TO DO.
In how many lines of the records does the word "last" appear? Reply with the number and nothing else.

(Beginning of SUPPLIED INFORMATION)

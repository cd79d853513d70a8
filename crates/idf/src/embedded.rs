//! Resolved embedded content attached to anchor nodes.
//!
//! These are plain data; HTML generation lives in the render crate.

use serde_json::Value;

/// A namespaced identifier such as `immersiveengineering:hammer`.
#[derive(Debug, Clone, PartialEq, Eq, Hash)]
pub struct ResourceLocation {
    pub domain: String,
    pub name: String,
}

impl ResourceLocation {
    /// Splits `domain:name`; a missing domain falls back to `default_domain`.
    pub fn parse(full: &str, default_domain: &str) -> Self {
        let mut parts = full.split(':');
        let first = parts.next().unwrap_or("");
        let last = full.rsplit(':').next().unwrap_or("");
        let domain = if full.contains(':') { first } else { default_domain };
        Self {
            domain: domain.to_string(),
            name: last.to_string(),
        }
    }
}

impl std::fmt::Display for ResourceLocation {
    fn fmt(&self, f: &mut std::fmt::Formatter<'_>) -> std::fmt::Result {
        write!(f, "{}:{}", self.domain, self.name)
    }
}

/// Hover text shown for an ingredient.
#[derive(Debug, Clone, PartialEq, Default)]
pub enum IngredientTooltip {
    Tag(String),
    Item {
        name: String,
        domain: String,
    },
    #[default]
    None,
}

/// An ingredient ready for display.
#[derive(Debug, Clone, PartialEq)]
pub struct PreparedIngredient {
    /// The unwrapped ingredient JSON.
    pub raw: Value,
    pub item: Option<ResourceLocation>,
    /// Icon URL, present only when the icon was actually available.
    pub icon: Option<String>,
    pub tooltip: IngredientTooltip,
}

impl PreparedIngredient {
    pub fn count(&self) -> Option<&Value> {
        self.raw.get("count").filter(|c| !c.is_null())
    }
}

/// One cell of a recipe grid.
#[derive(Debug, Clone, PartialEq)]
pub struct GridCell {
    pub symbol: String,
    pub ingredient: Option<PreparedIngredient>,
}

#[derive(Debug, Clone, PartialEq)]
pub struct RecipeGrid {
    pub columns: usize,
    pub cells: Vec<GridCell>,
}

/// Grid width for shapeless layouts: one column for one input, two for up to four, else three.
pub fn shapeless_columns(count: usize) -> usize {
    match count {
        1 => 1,
        n if n < 5 => 2,
        _ => 3,
    }
}

#[derive(Debug, Clone, PartialEq)]
pub struct Recipe {
    pub name: String,
    pub grid: RecipeGrid,
    pub output: Option<PreparedIngredient>,
}

#[derive(Debug, Clone, PartialEq)]
pub struct BlueprintRecipe {
    pub name: String,
    pub blueprint: Option<PreparedIngredient>,
    pub grid: RecipeGrid,
    pub output: Option<PreparedIngredient>,
}

/// One tile cut out of a texture atlas.
#[derive(Debug, Clone, PartialEq)]
pub struct ImageTile {
    pub url: String,
    pub height_vmin: f32,
    pub background_size_pct: i64,
    pub offset_vmin: (f32, f32),
}

/// Content produced for an anchor descriptor.
#[derive(Debug, Clone, PartialEq)]
pub enum EmbeddedContent {
    Recipe(Recipe),
    /// Alternatives cycled with previous/next controls.
    MultiRecipe(Vec<Recipe>),
    /// The `recipes` form of a crafting descriptor.
    RecipeList(Vec<EmbeddedContent>),
    Blueprint(Vec<BlueprintRecipe>),
    ItemDisplay(Vec<Option<PreparedIngredient>>),
    Images(Vec<ImageTile>),
    Multiblock { name: String },
}

impl EmbeddedContent {
    pub fn kind(&self) -> &'static str {
        match self {
            EmbeddedContent::Recipe(_) => "recipe",
            EmbeddedContent::MultiRecipe(_) => "multi-recipe",
            EmbeddedContent::RecipeList(_) => "recipe-list",
            EmbeddedContent::Blueprint(_) => "blueprint",
            EmbeddedContent::ItemDisplay(_) => "item-display",
            EmbeddedContent::Images(_) => "images",
            EmbeddedContent::Multiblock { .. } => "multiblock",
        }
    }
}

(End of SUPPLIED INFORMATION)

SOLUTION.
2